++++ SOURCE DATA ++++
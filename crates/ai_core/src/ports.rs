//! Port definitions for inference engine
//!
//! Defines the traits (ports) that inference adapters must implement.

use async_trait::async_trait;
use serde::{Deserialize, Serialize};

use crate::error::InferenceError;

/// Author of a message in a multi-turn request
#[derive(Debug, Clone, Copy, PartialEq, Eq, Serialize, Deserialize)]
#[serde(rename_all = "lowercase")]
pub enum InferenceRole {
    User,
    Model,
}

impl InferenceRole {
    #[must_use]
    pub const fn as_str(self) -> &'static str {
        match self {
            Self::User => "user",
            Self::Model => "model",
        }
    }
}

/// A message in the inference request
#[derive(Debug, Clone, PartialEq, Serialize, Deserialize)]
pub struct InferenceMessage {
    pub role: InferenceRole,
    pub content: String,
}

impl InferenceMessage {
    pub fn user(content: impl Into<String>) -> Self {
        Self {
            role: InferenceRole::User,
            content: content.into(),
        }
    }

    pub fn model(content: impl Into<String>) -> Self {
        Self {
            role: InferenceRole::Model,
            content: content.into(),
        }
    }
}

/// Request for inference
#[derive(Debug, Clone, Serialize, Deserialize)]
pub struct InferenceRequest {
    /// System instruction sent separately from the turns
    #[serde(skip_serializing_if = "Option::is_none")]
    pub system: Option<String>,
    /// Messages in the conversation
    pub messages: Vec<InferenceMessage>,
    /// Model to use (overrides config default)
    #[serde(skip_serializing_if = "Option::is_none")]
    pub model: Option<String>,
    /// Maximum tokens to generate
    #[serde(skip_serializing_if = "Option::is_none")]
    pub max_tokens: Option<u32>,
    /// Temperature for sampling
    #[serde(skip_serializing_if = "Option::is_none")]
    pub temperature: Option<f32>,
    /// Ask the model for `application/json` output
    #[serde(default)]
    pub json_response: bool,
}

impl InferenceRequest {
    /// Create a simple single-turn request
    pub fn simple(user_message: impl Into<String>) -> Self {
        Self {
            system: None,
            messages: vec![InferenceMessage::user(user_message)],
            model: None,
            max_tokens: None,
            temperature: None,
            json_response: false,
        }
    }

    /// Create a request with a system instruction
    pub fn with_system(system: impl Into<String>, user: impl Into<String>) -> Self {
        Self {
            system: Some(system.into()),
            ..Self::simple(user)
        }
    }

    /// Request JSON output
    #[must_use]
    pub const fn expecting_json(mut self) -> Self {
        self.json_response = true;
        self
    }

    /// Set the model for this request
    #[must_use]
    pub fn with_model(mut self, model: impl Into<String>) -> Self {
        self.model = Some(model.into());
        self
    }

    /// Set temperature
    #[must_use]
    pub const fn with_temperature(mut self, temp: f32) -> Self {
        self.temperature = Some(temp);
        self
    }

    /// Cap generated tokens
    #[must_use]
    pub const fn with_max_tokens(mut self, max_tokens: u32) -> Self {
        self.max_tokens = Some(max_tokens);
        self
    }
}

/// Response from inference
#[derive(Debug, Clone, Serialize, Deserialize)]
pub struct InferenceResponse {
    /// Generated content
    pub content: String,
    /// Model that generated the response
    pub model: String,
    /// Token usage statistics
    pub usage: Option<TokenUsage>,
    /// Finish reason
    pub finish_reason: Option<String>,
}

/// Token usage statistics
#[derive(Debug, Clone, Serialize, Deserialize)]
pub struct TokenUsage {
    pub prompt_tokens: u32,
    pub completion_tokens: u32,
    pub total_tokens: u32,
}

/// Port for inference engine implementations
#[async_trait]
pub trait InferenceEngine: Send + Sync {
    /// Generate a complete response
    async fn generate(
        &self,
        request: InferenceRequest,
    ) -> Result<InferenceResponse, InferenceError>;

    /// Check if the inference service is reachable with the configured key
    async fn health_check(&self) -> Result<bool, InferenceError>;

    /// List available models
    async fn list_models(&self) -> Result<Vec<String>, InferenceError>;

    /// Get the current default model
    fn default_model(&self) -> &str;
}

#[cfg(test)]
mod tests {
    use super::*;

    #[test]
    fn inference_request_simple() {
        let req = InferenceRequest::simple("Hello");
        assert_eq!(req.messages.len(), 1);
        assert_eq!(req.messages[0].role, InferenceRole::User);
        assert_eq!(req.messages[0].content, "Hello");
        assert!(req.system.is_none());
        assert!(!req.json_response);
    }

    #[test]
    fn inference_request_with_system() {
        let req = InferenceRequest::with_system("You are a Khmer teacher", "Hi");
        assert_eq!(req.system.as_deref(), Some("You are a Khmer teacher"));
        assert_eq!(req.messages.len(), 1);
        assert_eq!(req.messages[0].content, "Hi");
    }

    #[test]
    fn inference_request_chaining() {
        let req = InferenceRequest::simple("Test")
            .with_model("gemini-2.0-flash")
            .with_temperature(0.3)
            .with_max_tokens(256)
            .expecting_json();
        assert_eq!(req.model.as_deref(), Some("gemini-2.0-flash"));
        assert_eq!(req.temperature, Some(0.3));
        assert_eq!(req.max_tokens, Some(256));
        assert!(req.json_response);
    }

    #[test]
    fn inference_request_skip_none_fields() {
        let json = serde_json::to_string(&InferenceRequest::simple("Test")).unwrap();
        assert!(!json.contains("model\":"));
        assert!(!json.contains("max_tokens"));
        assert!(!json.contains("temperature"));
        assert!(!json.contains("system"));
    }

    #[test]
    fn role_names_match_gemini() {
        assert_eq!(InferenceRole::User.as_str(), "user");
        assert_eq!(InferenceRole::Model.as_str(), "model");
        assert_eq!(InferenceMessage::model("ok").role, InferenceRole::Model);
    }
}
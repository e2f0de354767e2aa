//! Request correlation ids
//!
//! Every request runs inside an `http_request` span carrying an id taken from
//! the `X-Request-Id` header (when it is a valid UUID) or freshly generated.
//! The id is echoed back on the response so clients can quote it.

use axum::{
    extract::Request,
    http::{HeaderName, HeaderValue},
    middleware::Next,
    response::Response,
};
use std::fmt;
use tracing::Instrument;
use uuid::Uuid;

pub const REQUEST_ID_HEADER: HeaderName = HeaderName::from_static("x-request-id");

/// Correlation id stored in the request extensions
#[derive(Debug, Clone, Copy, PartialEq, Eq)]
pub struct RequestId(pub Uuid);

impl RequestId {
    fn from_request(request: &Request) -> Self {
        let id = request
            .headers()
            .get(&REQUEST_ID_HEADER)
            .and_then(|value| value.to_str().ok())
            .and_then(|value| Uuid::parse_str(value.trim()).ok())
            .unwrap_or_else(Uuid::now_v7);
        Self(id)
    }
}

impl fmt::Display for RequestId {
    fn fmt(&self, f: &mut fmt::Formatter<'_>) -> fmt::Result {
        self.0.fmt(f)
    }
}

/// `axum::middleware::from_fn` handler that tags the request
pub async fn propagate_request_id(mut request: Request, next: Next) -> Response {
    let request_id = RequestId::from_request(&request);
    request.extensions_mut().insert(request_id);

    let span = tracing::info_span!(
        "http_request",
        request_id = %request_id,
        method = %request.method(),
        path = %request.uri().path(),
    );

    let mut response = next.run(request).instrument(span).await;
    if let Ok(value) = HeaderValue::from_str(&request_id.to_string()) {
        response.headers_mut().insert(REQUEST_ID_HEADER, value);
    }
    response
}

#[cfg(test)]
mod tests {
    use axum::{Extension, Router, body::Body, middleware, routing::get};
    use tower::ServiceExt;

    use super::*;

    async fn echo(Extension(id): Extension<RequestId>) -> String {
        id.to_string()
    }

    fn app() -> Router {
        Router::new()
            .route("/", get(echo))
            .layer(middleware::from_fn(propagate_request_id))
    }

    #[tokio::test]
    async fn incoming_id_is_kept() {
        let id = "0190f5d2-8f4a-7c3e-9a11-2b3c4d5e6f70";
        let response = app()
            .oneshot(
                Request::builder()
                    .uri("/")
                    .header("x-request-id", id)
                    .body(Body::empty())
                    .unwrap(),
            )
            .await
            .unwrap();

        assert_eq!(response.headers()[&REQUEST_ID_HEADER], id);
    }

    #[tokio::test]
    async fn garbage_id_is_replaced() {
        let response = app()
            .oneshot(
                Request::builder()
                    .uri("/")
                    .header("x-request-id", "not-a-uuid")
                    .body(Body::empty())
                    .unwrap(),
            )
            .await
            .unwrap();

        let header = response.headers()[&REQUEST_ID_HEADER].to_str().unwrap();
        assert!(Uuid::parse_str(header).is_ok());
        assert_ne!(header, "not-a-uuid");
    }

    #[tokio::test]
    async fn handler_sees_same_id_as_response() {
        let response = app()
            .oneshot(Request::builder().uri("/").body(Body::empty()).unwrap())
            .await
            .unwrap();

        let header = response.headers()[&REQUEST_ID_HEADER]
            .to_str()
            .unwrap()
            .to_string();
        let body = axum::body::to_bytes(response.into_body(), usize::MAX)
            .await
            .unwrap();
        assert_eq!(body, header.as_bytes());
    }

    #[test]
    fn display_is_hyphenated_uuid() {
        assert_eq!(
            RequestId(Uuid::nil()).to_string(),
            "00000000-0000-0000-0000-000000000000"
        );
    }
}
++++
++++ SOURCE DATA ++++
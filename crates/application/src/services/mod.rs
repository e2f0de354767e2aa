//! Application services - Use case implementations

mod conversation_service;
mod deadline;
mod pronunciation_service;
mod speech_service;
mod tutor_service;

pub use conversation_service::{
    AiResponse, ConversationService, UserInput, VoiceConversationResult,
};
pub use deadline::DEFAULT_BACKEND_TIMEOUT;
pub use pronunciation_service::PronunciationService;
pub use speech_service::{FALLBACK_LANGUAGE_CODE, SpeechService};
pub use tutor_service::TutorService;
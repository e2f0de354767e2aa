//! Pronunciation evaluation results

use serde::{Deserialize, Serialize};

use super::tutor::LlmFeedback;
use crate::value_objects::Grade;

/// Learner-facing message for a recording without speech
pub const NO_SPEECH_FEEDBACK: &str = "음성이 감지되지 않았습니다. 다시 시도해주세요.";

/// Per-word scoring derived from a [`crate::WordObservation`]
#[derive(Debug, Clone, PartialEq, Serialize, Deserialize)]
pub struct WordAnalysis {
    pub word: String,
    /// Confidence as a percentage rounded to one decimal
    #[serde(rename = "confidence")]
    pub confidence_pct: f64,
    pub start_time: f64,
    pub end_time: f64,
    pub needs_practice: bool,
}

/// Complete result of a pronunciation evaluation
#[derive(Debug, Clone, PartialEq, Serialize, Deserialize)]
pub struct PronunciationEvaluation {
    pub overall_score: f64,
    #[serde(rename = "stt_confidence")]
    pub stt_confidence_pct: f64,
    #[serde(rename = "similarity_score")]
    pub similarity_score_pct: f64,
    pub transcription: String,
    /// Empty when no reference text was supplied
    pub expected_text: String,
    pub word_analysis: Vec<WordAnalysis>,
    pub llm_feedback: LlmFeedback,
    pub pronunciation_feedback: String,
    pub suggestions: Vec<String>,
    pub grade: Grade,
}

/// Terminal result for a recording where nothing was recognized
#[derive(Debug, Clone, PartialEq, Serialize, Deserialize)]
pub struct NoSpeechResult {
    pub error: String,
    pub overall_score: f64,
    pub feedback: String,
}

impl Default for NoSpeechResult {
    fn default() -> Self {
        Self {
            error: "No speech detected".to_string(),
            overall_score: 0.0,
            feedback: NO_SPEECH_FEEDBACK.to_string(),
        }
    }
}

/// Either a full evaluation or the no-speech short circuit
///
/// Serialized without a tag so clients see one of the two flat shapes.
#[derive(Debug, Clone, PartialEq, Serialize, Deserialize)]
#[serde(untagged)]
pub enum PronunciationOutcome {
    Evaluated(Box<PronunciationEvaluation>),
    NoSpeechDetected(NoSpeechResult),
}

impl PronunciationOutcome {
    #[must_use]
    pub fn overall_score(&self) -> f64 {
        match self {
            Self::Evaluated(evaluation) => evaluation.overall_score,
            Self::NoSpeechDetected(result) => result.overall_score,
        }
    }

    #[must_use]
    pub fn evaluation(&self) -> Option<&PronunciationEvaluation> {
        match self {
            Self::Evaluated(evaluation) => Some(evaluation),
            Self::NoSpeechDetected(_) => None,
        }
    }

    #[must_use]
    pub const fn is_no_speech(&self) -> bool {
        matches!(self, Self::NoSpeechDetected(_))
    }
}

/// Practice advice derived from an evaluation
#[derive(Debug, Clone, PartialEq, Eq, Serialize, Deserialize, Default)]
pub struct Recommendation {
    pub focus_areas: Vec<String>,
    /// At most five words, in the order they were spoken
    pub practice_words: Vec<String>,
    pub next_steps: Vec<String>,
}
++++
++++ SOURCE DATA ++++
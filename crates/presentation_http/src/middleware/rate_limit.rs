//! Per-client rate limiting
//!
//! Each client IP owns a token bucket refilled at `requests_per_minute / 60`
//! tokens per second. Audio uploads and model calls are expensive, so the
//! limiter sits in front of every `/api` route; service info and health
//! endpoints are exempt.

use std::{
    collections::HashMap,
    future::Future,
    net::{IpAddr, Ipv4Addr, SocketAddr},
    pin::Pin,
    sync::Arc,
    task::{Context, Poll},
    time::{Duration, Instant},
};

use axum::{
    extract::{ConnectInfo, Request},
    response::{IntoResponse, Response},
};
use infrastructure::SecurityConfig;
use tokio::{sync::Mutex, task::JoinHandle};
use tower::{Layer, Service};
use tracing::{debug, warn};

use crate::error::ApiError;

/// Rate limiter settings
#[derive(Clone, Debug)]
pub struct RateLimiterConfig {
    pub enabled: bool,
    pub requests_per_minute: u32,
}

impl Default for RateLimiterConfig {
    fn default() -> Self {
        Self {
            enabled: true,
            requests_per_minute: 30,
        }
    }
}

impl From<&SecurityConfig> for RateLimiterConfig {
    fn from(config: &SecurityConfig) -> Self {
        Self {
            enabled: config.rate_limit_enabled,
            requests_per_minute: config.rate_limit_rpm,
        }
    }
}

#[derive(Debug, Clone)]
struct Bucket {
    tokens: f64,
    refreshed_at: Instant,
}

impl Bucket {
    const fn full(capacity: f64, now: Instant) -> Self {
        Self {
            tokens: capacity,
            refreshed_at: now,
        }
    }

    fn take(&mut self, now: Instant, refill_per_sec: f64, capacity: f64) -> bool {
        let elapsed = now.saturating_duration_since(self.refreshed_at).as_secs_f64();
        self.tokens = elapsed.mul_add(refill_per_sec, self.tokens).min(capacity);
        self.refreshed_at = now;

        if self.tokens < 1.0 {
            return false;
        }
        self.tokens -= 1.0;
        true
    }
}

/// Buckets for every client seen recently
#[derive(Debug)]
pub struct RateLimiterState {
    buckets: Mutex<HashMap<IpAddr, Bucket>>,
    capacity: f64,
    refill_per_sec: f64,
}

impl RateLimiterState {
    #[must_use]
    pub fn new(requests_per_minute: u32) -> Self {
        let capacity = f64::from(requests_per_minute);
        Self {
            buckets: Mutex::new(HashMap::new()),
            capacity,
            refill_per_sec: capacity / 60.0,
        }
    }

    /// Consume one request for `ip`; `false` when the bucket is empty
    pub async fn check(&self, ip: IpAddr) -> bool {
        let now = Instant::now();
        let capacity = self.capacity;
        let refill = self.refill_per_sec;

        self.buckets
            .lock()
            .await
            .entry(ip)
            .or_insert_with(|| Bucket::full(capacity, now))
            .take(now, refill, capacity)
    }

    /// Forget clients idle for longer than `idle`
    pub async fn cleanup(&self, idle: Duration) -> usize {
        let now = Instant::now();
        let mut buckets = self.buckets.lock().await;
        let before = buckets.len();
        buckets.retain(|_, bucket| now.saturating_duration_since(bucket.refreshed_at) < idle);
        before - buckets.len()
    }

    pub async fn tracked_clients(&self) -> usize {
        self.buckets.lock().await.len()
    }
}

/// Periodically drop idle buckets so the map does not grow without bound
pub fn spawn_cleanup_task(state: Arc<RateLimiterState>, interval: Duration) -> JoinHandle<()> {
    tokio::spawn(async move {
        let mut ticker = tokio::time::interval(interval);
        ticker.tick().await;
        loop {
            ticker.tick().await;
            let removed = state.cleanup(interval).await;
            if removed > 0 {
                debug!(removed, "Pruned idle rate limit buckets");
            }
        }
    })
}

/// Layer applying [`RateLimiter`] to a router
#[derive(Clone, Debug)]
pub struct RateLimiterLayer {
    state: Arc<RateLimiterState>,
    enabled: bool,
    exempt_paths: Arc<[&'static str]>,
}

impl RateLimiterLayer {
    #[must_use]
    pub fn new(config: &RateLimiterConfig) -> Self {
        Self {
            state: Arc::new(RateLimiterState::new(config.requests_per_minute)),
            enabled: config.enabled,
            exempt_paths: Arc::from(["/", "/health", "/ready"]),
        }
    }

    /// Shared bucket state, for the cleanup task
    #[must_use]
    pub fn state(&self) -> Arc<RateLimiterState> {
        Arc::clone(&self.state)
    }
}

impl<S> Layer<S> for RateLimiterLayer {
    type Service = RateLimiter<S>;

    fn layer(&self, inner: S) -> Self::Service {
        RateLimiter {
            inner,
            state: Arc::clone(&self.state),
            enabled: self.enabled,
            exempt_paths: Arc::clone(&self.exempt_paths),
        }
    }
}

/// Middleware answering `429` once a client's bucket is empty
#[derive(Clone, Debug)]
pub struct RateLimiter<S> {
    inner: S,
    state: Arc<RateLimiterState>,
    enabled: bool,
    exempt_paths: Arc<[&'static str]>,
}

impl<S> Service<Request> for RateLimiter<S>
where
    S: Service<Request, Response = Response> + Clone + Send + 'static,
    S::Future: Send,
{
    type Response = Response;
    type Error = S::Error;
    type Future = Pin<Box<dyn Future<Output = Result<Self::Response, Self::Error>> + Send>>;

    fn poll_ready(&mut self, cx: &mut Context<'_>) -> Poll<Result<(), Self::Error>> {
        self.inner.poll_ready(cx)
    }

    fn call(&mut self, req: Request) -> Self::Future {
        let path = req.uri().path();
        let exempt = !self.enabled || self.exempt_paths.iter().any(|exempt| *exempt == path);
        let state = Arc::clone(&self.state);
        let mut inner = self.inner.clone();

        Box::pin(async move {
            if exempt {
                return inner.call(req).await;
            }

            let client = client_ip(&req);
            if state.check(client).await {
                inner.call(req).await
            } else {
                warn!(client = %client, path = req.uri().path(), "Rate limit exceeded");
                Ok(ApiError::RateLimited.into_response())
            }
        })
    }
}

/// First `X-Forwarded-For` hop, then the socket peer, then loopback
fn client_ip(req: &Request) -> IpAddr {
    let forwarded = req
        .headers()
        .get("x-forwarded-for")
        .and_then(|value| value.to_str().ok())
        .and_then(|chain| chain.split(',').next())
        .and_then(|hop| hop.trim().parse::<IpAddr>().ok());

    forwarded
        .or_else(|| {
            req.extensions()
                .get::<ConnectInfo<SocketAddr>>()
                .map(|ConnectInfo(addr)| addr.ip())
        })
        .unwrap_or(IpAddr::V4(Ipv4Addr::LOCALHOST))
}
++++
• [EXERCISE REQUIREMENTS]:
Send back an exact copy of only the lines from the line with "filename crates/ai_core/src/ports.rs" up to and including the line with "simple single-turn request" in the data above.

• [RESULT BELOW]:
filename crates/ai_core/src/ports.rs
//! Port definitions for inference engine
//!
//! Defines the traits (ports) that inference adapters must implement.

use async_trait::async_trait;
use serde::{Deserialize, Serialize};

use crate::error::InferenceError;

/// Author of a message in a multi-turn request
#[derive(Debug, Clone, Copy, PartialEq, Eq, Serialize, Deserialize)]
#[serde(rename_all = "lowercase")]
pub enum InferenceRole {
    User,
    Model,
}

impl InferenceRole {
    #[must_use]
    pub const fn as_str(self) -> &'static str {
        match self {
            Self::User => "user",
            Self::Model => "model",
        }
    }
}

/// A message in the inference request
#[derive(Debug, Clone, PartialEq, Serialize, Deserialize)]
pub struct InferenceMessage {
    pub role: InferenceRole,
    pub content: String,
}

impl InferenceMessage {
    pub fn user(content: impl Into<String>) -> Self {
        Self {
            role: InferenceRole::User,
            content: content.into(),
        }
    }

    pub fn model(content: impl Into<String>) -> Self {
        Self {
            role: InferenceRole::Model,
            content: content.into(),
        }
    }
}

/// Request for inference
#[derive(Debug, Clone, Serialize, Deserialize)]
pub struct InferenceRequest {
    /// System instruction sent separately from the turns
    #[serde(skip_serializing_if = "Option::is_none")]
    pub system: Option<String>,
    /// Messages in the conversation
    pub messages: Vec<InferenceMessage>,
    /// Model to use (overrides config default)
    #[serde(skip_serializing_if = "Option::is_none")]
    pub model: Option<String>,
    /// Maximum tokens to generate
    #[serde(skip_serializing_if = "Option::is_none")]
    pub max_tokens: Option<u32>,
    /// Temperature for sampling
    #[serde(skip_serializing_if = "Option::is_none")]
    pub temperature: Option<f32>,
    /// Ask the model for `application/json` output
    #[serde(default)]
    pub json_response: bool,
}

impl InferenceRequest {
    /// Create a simple single-turn request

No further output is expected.